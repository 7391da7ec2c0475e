//! Error types for stencil-vdom.
//!
//! Every error is fatal to the render or commit pass that produced it and is
//! returned synchronously to the caller. Nothing is retried internally.

use thiserror::Error;

/// Errors that can occur while compiling skeletons or committing values.
#[derive(Debug, Error)]
pub enum StencilError {
    /// The fragment sequence could not be compiled into a skeleton
    #[error("compile error: {0}")]
    Compile(String),

    /// A value was placed somewhere its kind is not allowed
    #[error("usage error: {0}")]
    Usage(String),

    /// The value array does not line up with the skeleton's memories
    #[error("value array length mismatch: expected {expected} values, found {found}")]
    LengthMismatch {
        /// Number of memories in the skeleton
        expected: usize,
        /// Number of values supplied
        found: usize,
    },

    /// A memory path did not resolve against the cloned skeleton
    #[error("memory path {path:?} does not resolve in the instance")]
    UnresolvedPath {
        /// The child-index route that failed
        path: Vec<u32>,
    },

    /// An update was attempted with a template of a different shape
    #[error("skeleton mismatch: instance was built from {expected:016x}, update uses {found:016x}")]
    SkeletonMismatch {
        /// Signature of the instance's skeleton
        expected: u64,
        /// Signature of the supplied template
        found: u64,
    },

    /// A node handle refers to a node that no longer exists
    #[error("stale node handle: {0}")]
    StaleNode(String),
}

/// Result type alias for stencil operations.
pub type StencilResult<T> = Result<T, StencilError>;

impl StencilError {
    /// Create a compile error with a message.
    pub fn compile(msg: impl Into<String>) -> Self {
        Self::Compile(msg.into())
    }

    /// Create a usage error with a message.
    pub fn usage(msg: impl Into<String>) -> Self {
        Self::Usage(msg.into())
    }

    /// Whether the error comes from authoring (compile or usage) rather than
    /// from the host tree.
    pub fn is_authoring(&self) -> bool {
        matches!(self, Self::Compile(_) | Self::Usage(_) | Self::LengthMismatch { .. })
    }
}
###
→ **EXERCISE PROMPT**:
Please report only the number of lines above that include "found".

→ **RESULT FOR THIS TASK**:
4